The discussion centers on the compatibility of Special Relativity (SR) with General Relativity (GR), particularly how SR effects such as time dilation, length contraction, and relative simultaneity manifest in the context of curved space-time. Participants explore theoretical implications, analogies, and specific scenarios involving both frameworks.

Discussion Character

  • Exploratory
  • Technical explanation
  • Conceptual clarification
  • Debate/contested

Main Points Raised

  • Some participants propose that SR is an approximation applicable in regions where curvature effects are negligible, while GR accounts for curvature in space-time.
  • One analogy compares the difference between SR and GR to living on a flat plane versus a curved surface, suggesting that curvature effects become significant over larger distances.
  • Participants discuss the concept of tangent spaces in GR, where local flatness allows SR effects to be observed, but additional curvature effects arise in larger regions.
  • There is a question about whether a curve in space would experience length contraction relative to a moving frame, and how flat space-time effects transmit to curved space-time.
  • Some participants clarify that length contraction and time dilation in GR are defined at specific events and can include both SR kinematic effects and GR gravitational effects.
  • Questions arise regarding the nature of paths in GR, with some asserting that paths are straight lines in curved space-time, while others suggest that extended objects may be subject to tidal forces.
  • Participants express uncertainty about how to reconcile the concepts of straight and curved paths in the context of GR and SR.

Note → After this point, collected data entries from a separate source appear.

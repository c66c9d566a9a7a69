//! Standardized error codes for machine-parseable output.
//!
//! Error codes follow a numeric taxonomy:
//! - 1xx: Script errors
//! - 3xx: Config errors
//! - 6xx: Filesystem errors

use serde::Serialize;

/// Standardized error codes for machine mode output.
///
/// Each variant maps to a numeric code (e.g., `MalformedRequest` -> E101).
#[derive(Debug, Clone, Copy, PartialEq, Eq, Hash, Serialize)]
#[serde(rename_all = "SCREAMING_SNAKE_CASE")]
pub enum ErrorCode {
    // ========================================
    // Script errors (1xx)
    // ========================================
    /// E101: A request placeholder is not followed by a method call line
    MalformedRequest,
    /// E102: A configured pattern is not a valid regular expression
    InvalidPattern,

    // ========================================
    // Config errors (3xx)
    // ========================================
    /// E302: Config file has invalid syntax or values
    ConfigInvalid,

    // ========================================
    // Filesystem errors (6xx)
    // ========================================
    /// E601: Reading, writing or deleting a file failed
    IoError,
    /// E602: Walking a body directory failed
    WalkError,
}

impl ErrorCode {
    /// Numeric value of the code (e.g. 101).
    #[must_use]
    pub const fn numeric(self) -> u16 {
        match self {
            Self::MalformedRequest => 101,
            Self::InvalidPattern => 102,
            Self::ConfigInvalid => 302,
            Self::IoError => 601,
            Self::WalkError => 602,
        }
    }

    /// Category name used to group codes.
    #[must_use]
    pub const fn category(self) -> &'static str {
        match self {
            Self::MalformedRequest | Self::InvalidPattern => "script",
            Self::ConfigInvalid => "config",
            Self::IoError | Self::WalkError => "filesystem",
        }
    }

    /// Short recovery hint shown next to the error.
    #[must_use]
    pub const fn suggestion(self) -> &'static str {
        match self {
            Self::MalformedRequest => {
                "Re-record the simulation or fix the request block by hand, then run again"
            }
            Self::InvalidPattern => "Check the regular expression in [rewrite.anchor] pattern",
            Self::ConfigInvalid => "Run `sim-import config` to inspect the effective configuration",
            Self::IoError | Self::WalkError => {
                "Check that the configured paths exist and are writable, then rerun `sim-import run`"
            }
        }
    }
}

impl std::fmt::Display for ErrorCode {
    fn fmt(&self, f: &mut std::fmt::Formatter<'_>) -> std::fmt::Result {
        write!(f, "E{}", self.numeric())
    }
}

Areas of Agreement / Disagreement

Participants exhibit a mix of agreement and disagreement, particularly regarding the nature of paths in GR and the implications of curvature on physical objects. The discussion remains unresolved on several points, with multiple competing views presented.

Contextual Notes

Limitations include the dependence on definitions of curvature and straightness in space-time, as well as the unresolved nature of how SR effects apply globally in GR. The discussion also highlights the complexity of relating local observations to global geometrical structures.

  • #31
analyst5 said:
Ok, I guess I'm wrong, but kinematical time dilation and gravitational time dilation do add up?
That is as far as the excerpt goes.